══ DATA FOR ANALYSIS ══

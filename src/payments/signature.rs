//! Webhook signature verification.
//!
//! Providers sign `"{timestamp}.{raw_body}"` with HMAC-SHA256 over a shared
//! secret and send the hex digest in a header.

use hmac::{Hmac, Mac};
use sha2::Sha256;

type HmacSha256 = Hmac<Sha256>;

/// Hex HMAC-SHA256 of `"{timestamp}.{raw_body}"`.
pub fn sign(secret: &str, timestamp: &str, raw_body: &str) -> String {
    let mut mac =
        HmacSha256::new_from_slice(secret.as_bytes()).expect("HMAC can take key of any size");
    mac.update(timestamp.as_bytes());
    mac.update(b".");
    mac.update(raw_body.as_bytes());
    hex::encode(mac.finalize().into_bytes())
}

/// Constant-time check of a provider-sent hex signature.
pub fn verify(secret: &str, timestamp: &str, raw_body: &str, signature_hex: &str) -> bool {
    let Ok(expected) = hex::decode(signature_hex.trim()) else {
        return false;
    };
    let mut mac =
        HmacSha256::new_from_slice(secret.as_bytes()).expect("HMAC can take key of any size");
    mac.update(timestamp.as_bytes());
    mac.update(b".");
    mac.update(raw_body.as_bytes());
    mac.verify_slice(&expected).is_ok()
}

#[cfg(test)]
mod tests {
    use super::*;

    #[test]
    fn test_round_trip() {
        let sig = sign("segredo", "1700000000", r#"{"order_id":"abc"}"#);
        assert!(verify("segredo", "1700000000", r#"{"order_id":"abc"}"#, &sig));
    }

    #[test]
    fn test_rejects_tampered_body() {
        let sig = sign("segredo", "1700000000", r#"{"net_value_cents":100}"#);
        assert!(!verify("segredo", "1700000000", r#"{"net_value_cents":99900}"#, &sig));
    }

    #[test]
    fn test_rejects_wrong_secret_and_timestamp() {
        let sig = sign("segredo", "1700000000", "body");
        assert!(!verify("outro", "1700000000", "body", &sig));
        assert!(!verify("segredo", "1700000001", "body", &sig));
    }

    #[test]
    fn test_rejects_non_hex_signature() {
        assert!(!verify("segredo", "ts", "body", "not hex at all"));
        assert!(!verify("segredo", "ts", "body", ""));
    }

    #[test]
    fn test_signature_tolerates_surrounding_whitespace() {
        let sig = sign("segredo", "ts", "body");
        assert!(verify("segredo", "ts", "body", &format!("  {sig}\n")));
    }
}
//! granel-store: self-hosted bulk-goods storefront.
//!
//! ## Features
//! - Catalog sold by weight (per-kilogram prices, tiered weight discounts)
//! - Session carts and checkout with Pix/card hand-off
//! - Coupons with eligibility rules and usage limits
//! - Shipping quotes from a prioritized courier chain with a manual fallback
//! - Post-payment settlement: stock draw-down and revenue-box bookkeeping

pub mod config;
pub mod db;
pub mod domain;
pub mod error;
pub mod payments;
pub mod routes;
pub mod settlement;
pub mod shipping;

use sqlx::PgPool;

use crate::config::AppConfig;
use crate::payments::MercadoPagoClient;
use crate::shipping::{DistanceClient, QuoteEngine};

/// Shared per-request context. Every collaborator is injected here at
/// startup; no module holds its own lazy client.
#[derive(Clone)]
pub struct AppState {
    pub db: PgPool,
    pub quotes: QuoteEngine,
    pub distance: DistanceClient,
    pub mercadopago: MercadoPagoClient,
    pub nats: Option<async_nats::Client>,
    pub config: AppConfig,
}
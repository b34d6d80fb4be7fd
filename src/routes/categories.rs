//! Category management.

use axum::extract::{Path, State};
use axum::http::StatusCode;
use axum::Json;
use chrono::{DateTime, Utc};
use serde::{Deserialize, Serialize};
use uuid::Uuid;
use validator::Validate;

use crate::error::{internal, is_unique_violation, not_found, unprocessable, ApiError};
use crate::AppState;

#[derive(Debug, Clone, Serialize, sqlx::FromRow)]
pub struct Category {
    pub id: Uuid,
    pub name: String,
    pub slug: String,
    pub description: Option<String>,
    pub sort_order: i32,
    pub active: bool,
    pub created_at: DateTime<Utc>,
}

pub async fn list(State(s): State<AppState>) -> Result<Json<Vec<Category>>, ApiError> {
    let categories = sqlx::query_as::<_, Category>(
        "SELECT * FROM categories WHERE active = TRUE ORDER BY sort_order, name",
    )
    .fetch_all(&s.db)
    .await
    .map_err(internal)?;
    Ok(Json(categories))
}

pub async fn get(
    State(s): State<AppState>,
    Path(id): Path<Uuid>,
) -> Result<Json<Category>, ApiError> {
    sqlx::query_as::<_, Category>("SELECT * FROM categories WHERE id = $1")
        .bind(id)
        .fetch_optional(&s.db)
        .await
        .map_err(internal)?
        .map(Json)
        .ok_or_else(|| not_found("categoria"))
}

#[derive(Debug, Deserialize, Validate)]
pub struct CategoryPayload {
    #[validate(length(min = 1, max = 80))]
    pub name: String,
    pub description: Option<String>,
    pub sort_order: Option<i32>,
    pub active: Option<bool>,
}

pub async fn create(
    State(s): State<AppState>,
    Json(r): Json<CategoryPayload>,
) -> Result<(StatusCode, Json<Category>), ApiError> {
    r.validate().map_err(|e| unprocessable(e.to_string()))?;
    let slug = r.name.trim().to_lowercase().replace(' ', "-");

    let category = sqlx::query_as::<_, Category>(
        "INSERT INTO categories (id, name, slug, description, sort_order, active, created_at)
         VALUES ($1, $2, $3, $4, $5, $6, NOW())
         RETURNING *",
    )
    .bind(Uuid::now_v7())
    .bind(&r.name)
    .bind(&slug)
    .bind(&r.description)
    .bind(r.sort_order.unwrap_or(0))
    .bind(r.active.unwrap_or(true))
    .fetch_one(&s.db)
    .await
    .map_err(|e| {
        if is_unique_violation(&e) {
            (StatusCode::CONFLICT, "Categoria ja existe".to_string())
        } else {
            internal(e)
        }
    })?;

    Ok((StatusCode::CREATED, Json(category)))
}

pub async fn update(
    State(s): State<AppState>,
    Path(id): Path<Uuid>,
    Json(r): Json<CategoryPayload>,
) -> Result<Json<Category>, ApiError> {
    r.validate().map_err(|e| unprocessable(e.to_string()))?;

    let category = sqlx::query_as::<_, Category>(
        "UPDATE categories
         SET name = $2, description = $3, sort_order = $4, active = $5
         WHERE id = $1
         RETURNING *",
    )
    .bind(id)
    .bind(&r.name)
    .bind(&r.description)
    .bind(r.sort_order.unwrap_or(0))
    .bind(r.active.unwrap_or(true))
    .fetch_optional(&s.db)
    .await
    .map_err(internal)?
    .ok_or_else(|| not_found("categoria"))?;

    Ok(Json(category))
}

/// Hard delete; products in the category fall back to uncategorized via
/// `ON DELETE SET NULL`.
pub async fn remove(
    State(s): State<AppState>,
    Path(id): Path<Uuid>,
) -> Result<StatusCode, ApiError> {
    sqlx::query("DELETE FROM categories WHERE id = $1")
        .bind(id)
        .execute(&s.db)
        .await
        .map_err(internal)?;
    Ok(StatusCode::NO_CONTENT)
}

═══

Go through the records and pull out each line that includes the word "assert".

        assert!(verify("segredo", "1700000000", r#"{"order_id":"abc"}"#, &sig));
        assert!(!verify("segredo", "1700000000", r#"{"net_value_cents":99900}"#, &sig));
        assert!(!verify("outro", "1700000000", "body", &sig));
        assert!(!verify("segredo", "1700000001", "body", &sig));
        assert!(!verify("segredo", "ts", "body", "not hex at all"));
        assert!(!verify("segredo", "ts", "body", ""));
        assert!(verify("segredo", "ts", "body", &format!("  {sig}\n")));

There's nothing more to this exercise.